What you need to do: What are the lines, copied exactly, from the one containing "if let Some(invite)" through the last line of the records below, both included?

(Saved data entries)

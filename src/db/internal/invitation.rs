use crate::db::model::AcceptInviteChangeset;
use crate::db::model::InsertInvite;
use crate::db::model::Invite;
use crate::db::schema;
use crate::db::types::InviteStatus;
use crate::error::ServiceError;
use crate::utils::generate_invite_token;
use chrono::NaiveDateTime;
use chrono::Utc;
use diesel::prelude::*;
use failure::Error;
use uuid::Uuid;

const MAX_TOKEN_ATTEMPTS: usize = 5;

/// Inserts a fresh invite, retrying with a new token on the (unlikely)
/// unique-constraint collision.
pub fn create_invite(
    connection: &PgConnection,
    group_id: i32,
    inviter_uuid: Uuid,
    expires_at: NaiveDateTime,
) -> Result<Invite, Error> {
    for _ in 0..MAX_TOKEN_ATTEMPTS {
        let invite = InsertInvite {
            token: generate_invite_token(),
            group_id,
            inviter_uuid,
            status: InviteStatus::Pending,
            expires_at,
        };
        let inserted = diesel::insert_into(schema::invites::table)
            .values(&invite)
            .on_conflict_do_nothing()
            .get_result::<Invite>(connection)
            .optional()?;
        if let Some(invite) = inserted {
            return Ok(invite);
        }
    }
    Err(ServiceError::TokenCollision.into())
}

pub fn invite_by_token(connection: &PgConnection, token: &str) -> Result<Option<Invite>, Error> {
    schema::invites::table
        .filter(schema::invites::token.eq(token))
        .first::<Invite>(connection)
        .optional()
        .map_err(Into::into)
}

pub fn mark_accepted(
    connection: &PgConnection,
    token: &str,
    invitee_uuid: Uuid,
) -> Result<Invite, Error> {
    let changes = AcceptInviteChangeset {
        status: InviteStatus::Accepted,
        invitee_uuid: Some(invitee_uuid),
        used_at: Some(Utc::now().naive_utc()),
    };
    diesel::update(schema::invites::table.filter(schema::invites::token.eq(token)))
        .set(&changes)
        .get_result::<Invite>(connection)
        .map_err(Into::into)
}

pub fn delete_all_for_group(connection: &PgConnection, group_id: i32) -> Result<usize, Error> {
    diesel::delete(schema::invites::table)
        .filter(schema::invites::group_id.eq(group_id))
        .execute(connection)
        .map_err(Into::into)
}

Response:
        if let Some(invite) = inserted {
            return Ok(invite);
        }
    }
    Err(ServiceError::TokenCollision.into())
}

pub fn invite_by_token(connection: &PgConnection, token: &str) -> Result<Option<Invite>, Error> {
    schema::invites::table
        .filter(schema::invites::token.eq(token))
        .first::<Invite>(connection)
        .optional()
        .map_err(Into::into)
}

pub fn mark_accepted(
    connection: &PgConnection,
    token: &str,
    invitee_uuid: Uuid,
) -> Result<Invite, Error> {
    let changes = AcceptInviteChangeset {
        status: InviteStatus::Accepted,
        invitee_uuid: Some(invitee_uuid),
        used_at: Some(Utc::now().naive_utc()),
    };
    diesel::update(schema::invites::table.filter(schema::invites::token.eq(token)))
        .set(&changes)
        .get_result::<Invite>(connection)
        .map_err(Into::into)
}

pub fn delete_all_for_group(connection: &PgConnection, group_id: i32) -> Result<usize, Error> {
    diesel::delete(schema::invites::table)
        .filter(schema::invites::group_id.eq(group_id))
        .execute(connection)
        .map_err(Into::into)
}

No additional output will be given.